Concerned about the manoeuvres of the Shia Houthi rebels in Yemen, and the ostensible Iranian support for them, it is evident that King Salman was seeking Pakistani assurances — and troops — to counter “Iranian aggression in the Arab world,” with the deadline for the P5+1 negotiations on Iran’s nuclear project fast approaching. Riyadh wants Pakistan to join Saudi Arabia’s Sunni Arab allies against Iran, with a focus on the apparent Shia-Sunni proxy war going on in Yemen.

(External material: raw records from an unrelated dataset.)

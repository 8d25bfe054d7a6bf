use std::{path::Path, sync::Arc, time::Duration};

use clap::Parser;
use jsonrpsee::{http_client::HttpClientBuilder, server::ServerBuilder};
use vf_rpc_apis::station::StationRpcApiServer;
use voteflow_engine::{
	constants::{RPC_REQUEST_TIMEOUT, SHUTDOWN_GRACE},
	health::HealthChecker,
	settings::{StationOptions, StationSettings, VfSettings},
	shutdown::{with_grace_period, ShutdownHandle},
	station::{RemoteCenter, StationAgent, StationRpcServerImpl},
};

#[tokio::main]
async fn main() -> anyhow::Result<()> {
	let opts = StationOptions::parse();
	tracing_subscriber::FmtSubscriber::builder()
		.with_env_filter(tracing_subscriber::EnvFilter::from_default_env())
		.try_init()
		.expect("setting default subscriber failed");

	let config_path = opts.config_path.clone();
	let settings = StationSettings::load(config_path.as_deref(), opts)?;

	let center_client = HttpClientBuilder::default()
		.request_timeout(RPC_REQUEST_TIMEOUT)
		.build(&settings.center.endpoint)?;
	let agent = Arc::new(StationAgent::new(
		settings.station.id.clone(),
		Path::new(&settings.station.data_dir),
		RemoteCenter::new(center_client),
	)?);

	let (shutdown_handle, shutdown) = ShutdownHandle::new();

	if let Some(health_check) = &settings.health_check {
		let checker = HealthChecker::new(health_check).await?;
		tokio::spawn(checker.run(shutdown.clone()));
	}

	let sweep = tokio::spawn(agent.clone().run_retry_sweep(
		Duration::from_secs(settings.station.retry_interval_seconds),
		shutdown.clone(),
	));

	let server = ServerBuilder::default()
		.build(format!("0.0.0.0:{}", settings.station.port))
		.await?;
	let server_addr = server.local_addr()?;
	let server_handle = server.start(StationRpcServerImpl::new(agent).into_rpc());
	tracing::info!(station_id = %settings.station.id, region_id = %settings.region.id, %server_addr, "station is listening");

	tokio::signal::ctrl_c().await?;
	tracing::info!("shutting down");
	shutdown_handle.signal();
	let _ = server_handle.stop();
	with_grace_period(
		async {
			let _ = sweep.await;
			server_handle.stopped().await;
		},
		SHUTDOWN_GRACE,
	)
	.await;
	Ok(())
}
//! TTL-bounded result cache.
//!
//! Expired entries are dropped lazily on read and eagerly by a periodic
//! sweep. The sweep also snapshots live entries to disk so hot entries
//! survive a restart; snapshot lines carry a wall-clock expiry and anything
//! already expired is dropped on load.

use std::{
	collections::HashMap,
	fs,
	path::{Path, PathBuf},
	sync::{Arc, RwLock},
	time::{Duration, Instant},
};

use chrono::NaiveDateTime;
use vf_primitives::{format_timestamp, parse_timestamp};

use crate::shutdown::ShutdownSignal;

#[derive(Debug, Clone)]
struct CacheEntry {
	value: String,
	expires_at: Instant,
	expires_at_wall: NaiveDateTime,
}

impl CacheEntry {
	fn new(value: String, ttl: Duration) -> Self {
		Self {
			value,
			expires_at: Instant::now() + ttl,
			expires_at_wall: chrono::Local::now().naive_local()
				+ chrono::Duration::from_std(ttl).unwrap_or(chrono::Duration::zero()),
		}
	}

	fn is_expired(&self) -> bool {
		Instant::now() >= self.expires_at
	}
}

pub struct CacheService {
	entries: RwLock<HashMap<String, CacheEntry>>,
	max_size: usize,
	default_ttl: Duration,
	snapshot_path: PathBuf,
}

impl CacheService {
	/// Opens the cache, reloading any still-live entries from the snapshot
	/// file.
	pub fn open(data_dir: &Path, max_size: usize, default_ttl: Duration) -> anyhow::Result<Self> {
		fs::create_dir_all(data_dir)?;
		let snapshot_path = data_dir.join("cache.dat");

		let mut entries = HashMap::new();
		if snapshot_path.exists() {
			let now_wall = chrono::Local::now().naive_local();
			for line in fs::read_to_string(&snapshot_path)?.lines() {
				// `expires_at|key|value`; the value may itself contain pipes.
				let mut fields = line.splitn(3, '|');
				let (Some(expires), Some(key), Some(value)) =
					(fields.next(), fields.next(), fields.next())
				else {
					continue;
				};
				let Ok(expires_at_wall) = parse_timestamp(expires) else {
					continue;
				};
				if expires_at_wall <= now_wall {
					continue;
				}
				let remaining = (expires_at_wall - now_wall)
					.to_std()
					.unwrap_or(Duration::ZERO);
				entries.insert(
					key.to_string(),
					CacheEntry {
						value: value.to_string(),
						expires_at: Instant::now() + remaining,
						expires_at_wall,
					},
				);
			}
		}

		Ok(Self { entries: RwLock::new(entries), max_size, default_ttl, snapshot_path })
	}

	pub fn default_ttl(&self) -> Duration {
		self.default_ttl
	}

	/// Returns the live value for `key`. An expired entry is removed and
	/// reported as a miss.
	pub fn get(&self, key: &str) -> Option<String> {
		{
			let entries = self.entries.read().expect("cache lock poisoned");
			match entries.get(key) {
				Some(entry) if !entry.is_expired() => return Some(entry.value.clone()),
				Some(_expired) => {},
				None => return None,
			}
		}
		self.entries.write().expect("cache lock poisoned").remove(key);
		None
	}

	pub fn set(&self, key: &str, value: String, ttl: Duration) {
		let mut entries = self.entries.write().expect("cache lock poisoned");
		if !entries.contains_key(key) && entries.len() >= self.max_size {
			entries.retain(|_, entry| !entry.is_expired());
			if entries.len() >= self.max_size {
				// Still full: displace the entry closest to expiry.
				if let Some(victim) = entries
					.iter()
					.min_by_key(|(_, entry)| entry.expires_at)
					.map(|(key, _)| key.clone())
				{
					entries.remove(&victim);
				}
			}
		}
		entries.insert(key.to_string(), CacheEntry::new(value, ttl));
	}

	/// Removes all keys matching `pattern`: a trailing `*` makes it a
	/// prefix glob, otherwise the match is exact. Returns how many entries
	/// were dropped.
	pub fn invalidate(&self, pattern: &str) -> usize {
		let mut entries = self.entries.write().expect("cache lock poisoned");
		let before = entries.len();
		match pattern.strip_suffix('*') {
			Some(prefix) => entries.retain(|key, _| !key.starts_with(prefix)),
			None => {
				entries.remove(pattern);
			},
		}
		before - entries.len()
	}

	pub fn len(&self) -> usize {
		self.entries.read().expect("cache lock poisoned").len()
	}

	/// Drops expired entries and snapshots the survivors.
	pub fn sweep(&self) {
		let snapshot: Vec<String> = {
			let mut entries = self.entries.write().expect("cache lock poisoned");
			entries.retain(|_, entry| !entry.is_expired());
			entries
				.iter()
				.map(|(key, entry)| {
					format!(
						"{}|{}|{}",
						format_timestamp(entry.expires_at_wall),
						key,
						entry.value
					)
				})
				.collect()
		};
		if let Err(error) = fs::write(&self.snapshot_path, snapshot.join("\n") + "\n") {
			tracing::warn!(%error, "could not snapshot cache");
		}
	}

	pub async fn run_sweeper(
		self: Arc<Self>,
		interval: Duration,
		mut shutdown: ShutdownSignal,
	) {
		let mut ticker = tokio::time::interval(interval);
		ticker.set_missed_tick_behavior(tokio::time::MissedTickBehavior::Delay);
		loop {
			tokio::select! {
				() = shutdown.wait() => {
					// Final snapshot so hot entries survive the restart.
					self.sweep();
					return;
				},
				_ = ticker.tick() => self.sweep(),
			}
		}
	}
}

#[cfg(test)]
mod tests {
	use super::*;

	fn cache_in(dir: &Path) -> CacheService {
		CacheService::open(dir, 100, Duration::from_secs(60)).unwrap()
	}

	#[test]
	fn entries_are_served_until_their_ttl_and_not_after() {
		let dir = tempfile::tempdir().unwrap();
		let cache = cache_in(dir.path());

		cache.set("voteState_v1", "PROCESSED".to_string(), Duration::from_millis(40));
		assert_eq!(cache.get("voteState_v1"), Some("PROCESSED".to_string()));

		std::thread::sleep(Duration::from_millis(50));
		assert_eq!(cache.get("voteState_v1"), None);
		// The expired entry was dropped on read.
		assert_eq!(cache.len(), 0);
	}

	#[test]
	fn set_overwrites_the_previous_value() {
		let dir = tempfile::tempdir().unwrap();
		let cache = cache_in(dir.path());
		cache.set("turnout", "40.0".to_string(), Duration::from_secs(60));
		cache.set("turnout", "41.5".to_string(), Duration::from_secs(60));
		assert_eq!(cache.get("turnout"), Some("41.5".to_string()));
	}

	#[test]
	fn prefix_glob_invalidation_removes_matching_keys_only() {
		let dir = tempfile::tempdir().unwrap();
		let cache = cache_in(dir.path());
		cache.set("candidates_all", "[]".to_string(), Duration::from_secs(60));
		cache.set("candidates_region7", "[]".to_string(), Duration::from_secs(60));
		cache.set("turnout", "40.0".to_string(), Duration::from_secs(60));

		assert_eq!(cache.invalidate("candidates_*"), 2);
		assert_eq!(cache.get("candidates_all"), None);
		assert_eq!(cache.get("turnout"), Some("40.0".to_string()));
	}

	#[test]
	fn exact_invalidation_without_glob() {
		let dir = tempfile::tempdir().unwrap();
		let cache = cache_in(dir.path());
		cache.set("turnout", "40.0".to_string(), Duration::from_secs(60));
		assert_eq!(cache.invalidate("turnout"), 1);
		assert_eq!(cache.get("turnout"), None);
	}

	#[test]
	fn full_cache_displaces_the_entry_closest_to_expiry() {
		let dir = tempfile::tempdir().unwrap();
		let cache = CacheService::open(dir.path(), 2, Duration::from_secs(60)).unwrap();
		cache.set("short", "a".to_string(), Duration::from_secs(10));
		cache.set("long", "b".to_string(), Duration::from_secs(600));
		cache.set("new", "c".to_string(), Duration::from_secs(60));

		assert_eq!(cache.len(), 2);
		assert_eq!(cache.get("short"), None);
		assert_eq!(cache.get("long"), Some("b".to_string()));
		assert_eq!(cache.get("new"), Some("c".to_string()));
	}

	#[test]
	fn live_entries_survive_a_restart_via_the_snapshot() {
		let dir = tempfile::tempdir().unwrap();
		{
			let cache = cache_in(dir.path());
			cache.set("candidates_all", "[\"C001|A|P\"]".to_string(), Duration::from_secs(600));
			cache.set("gone", "x".to_string(), Duration::from_millis(1));
			std::thread::sleep(Duration::from_millis(5));
			cache.sweep();
		}

		let cache = cache_in(dir.path());
		// Pipes inside the value survive the snapshot round trip.
		assert_eq!(cache.get("candidates_all"), Some("[\"C001|A|P\"]".to_string()));
		assert_eq!(cache.get("gone"), None);
	}
}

“It was not just Nawaz Sharif; the new ‘khadim-e-hariman sharifan’ accorded the same welcome to Turkish President (Recep Tayyip) Erdogan. However, I’m not too sure about how Egyptian President Abdel Fattah el- Sisi fared in this regard,” says Shahab Jafry, executive editor and Middle East correspondent of the English daily, Pakistan Today. “Riyadh regards these gentlemen, especially the first two, as partners in keeping the Sunni order dominant.”

Jafry continues, “That’s not been too hard, because the Middle East’s traditional anti-Sunni axis (Iran-Syria-Hezbollah) is also the principal anti-Israeli alliance. So the equation with the West has been pretty straightforward so far. But recently things have changed with the ongoing negotiations with Iran. Clearly, the joint anti-ISIS fight is also a consideration. That is why the new Saudi king has been trying to cajole Sunni leaders to come on board.”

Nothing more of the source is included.